We need a Wiki or something to start compiling all the nifty solutions here.
Is anyone on the Evolt.org list?  They have a nice self building tips
library by posters who just surround things with <tip></tip>. It would be
interesting to build a cflist parser that throws something like this into an
rss feed.  Then the community could offer a tip to the feed here and there.
Or not.

-e

-----Original Message-----
From: Mark A Kruger [mailto:[EMAIL PROTECTED] 
Sent: Thursday, September 29, 2005 10:29 AM
To: CF-Talk
Subject: RE: Every once in a while, I feel smart. A story of displaying a
single random image.

Taco,

Ok ... this works, but I want to know how it works. For example, if I have a
table of 5000 rows, does SQL:

-----------------------------------
SELECT TOP 1 *
FROM yourTable
ORDER BY NEWID()
-------------------------------------


select all the rows
assign guids (newid())
order all the rows
return 1 back to me?

I did this query against a table with 340000 records in it on a busy
server - that's a pretty good test, right?

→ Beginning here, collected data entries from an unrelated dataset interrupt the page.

//! Per-record results and the running tally over a stream.

use clawtrail_render::IgnoreReason;

/// Why a record produced no delivery.
#[derive(Debug, Clone, PartialEq, Eq)]
pub enum SkipReason {
    /// Empty or whitespace-only line
    BlankLine,
    /// Line was not a parseable record
    Malformed(String),
    /// Record classified as not auditable
    Ignored(IgnoreReason),
    /// Every item of the record rendered to nothing
    NothingToRender,
}

impl std::fmt::Display for SkipReason {
    fn fmt(&self, f: &mut std::fmt::Formatter<'_>) -> std::fmt::Result {
        match self {
            SkipReason::BlankLine => f.write_str("blank line"),
            SkipReason::Malformed(reason) => write!(f, "malformed record: {reason}"),
            SkipReason::Ignored(reason) => write!(f, "{reason}"),
            SkipReason::NothingToRender => f.write_str("nothing to render"),
        }
    }
}

/// What happened to one input record.
#[derive(Debug, Clone, PartialEq, Eq)]
pub enum RecordOutcome {
    /// A rendered summary was posted
    Posted,
    /// The referenced inbound message was forwarded
    Forwarded,
    Skipped(SkipReason),
    /// The delivery call failed; the record is dropped
    Failed(String),
}

/// Counts of outcomes over a processed stream.
#[derive(Debug, Clone, Copy, Default, PartialEq, Eq)]
pub struct StreamSummary {
    pub posted: usize,
    pub forwarded: usize,
    pub skipped: usize,
    pub failed: usize,
}

impl StreamSummary {
    pub fn record(&mut self, outcome: &RecordOutcome) {
        match outcome {
            RecordOutcome::Posted => self.posted += 1,
            RecordOutcome::Forwarded => self.forwarded += 1,
            RecordOutcome::Skipped(_) => self.skipped += 1,
            RecordOutcome::Failed(_) => self.failed += 1,
        }
    }

    /// Records seen, whatever their outcome.
    pub fn total(&self) -> usize {
        self.posted + self.forwarded + self.skipped + self.failed
    }
}

impl std::fmt::Display for StreamSummary {
    fn fmt(&self, f: &mut std::fmt::Formatter<'_>) -> std::fmt::Result {
        write!(
            f,
            "{} records: {} posted, {} forwarded, {} skipped, {} failed",
            self.total(),
            self.posted,
            self.forwarded,
            self.skipped,
            self.failed
        )
    }
}

#[cfg(test)]
mod tests {
    use super::*;

    #[test]
    fn summary_tallies_each_outcome() {
        let mut summary = StreamSummary::default();
        summary.record(&RecordOutcome::Posted);
        summary.record(&RecordOutcome::Posted);
        summary.record(&RecordOutcome::Forwarded);
        summary.record(&RecordOutcome::Skipped(SkipReason::BlankLine));
        summary.record(&RecordOutcome::Failed("HTTP 500".into()));

        assert_eq!(summary.posted, 2);
        assert_eq!(summary.total(), 5);
        assert_eq!(
            summary.to_string(),
            "5 records: 2 posted, 1 forwarded, 1 skipped, 1 failed"
        );
    }

    #[test]
    fn skip_reason_display() {
        assert_eq!(
            SkipReason::Ignored(IgnoreReason::UnhandledRole).to_string(),
            "unhandled role"
        );
        assert!(
            SkipReason::Malformed("EOF while parsing".into())
                .to_string()
                .starts_with("malformed record")
        );
    }
}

select top 1 id, user_id, client_id, type from [transaction]
order by newid()

The execution plan shows that SQL server does:

1. Table Scan at a cost of 5% of batch to count rows and compute table size
2. Compute Guid from existing values at a cost of 0% -
(DEFINE(exprXXX=newid()))
3. Sort and TOPN - sorting the batch cost of 77% (Top 1, Order by exprXXX)
4. Parallelism, gather streams (order by exprXXX)  cost of 17% (this is the
sort operation I presume
5. TOP - get the first "N" rows based on sort.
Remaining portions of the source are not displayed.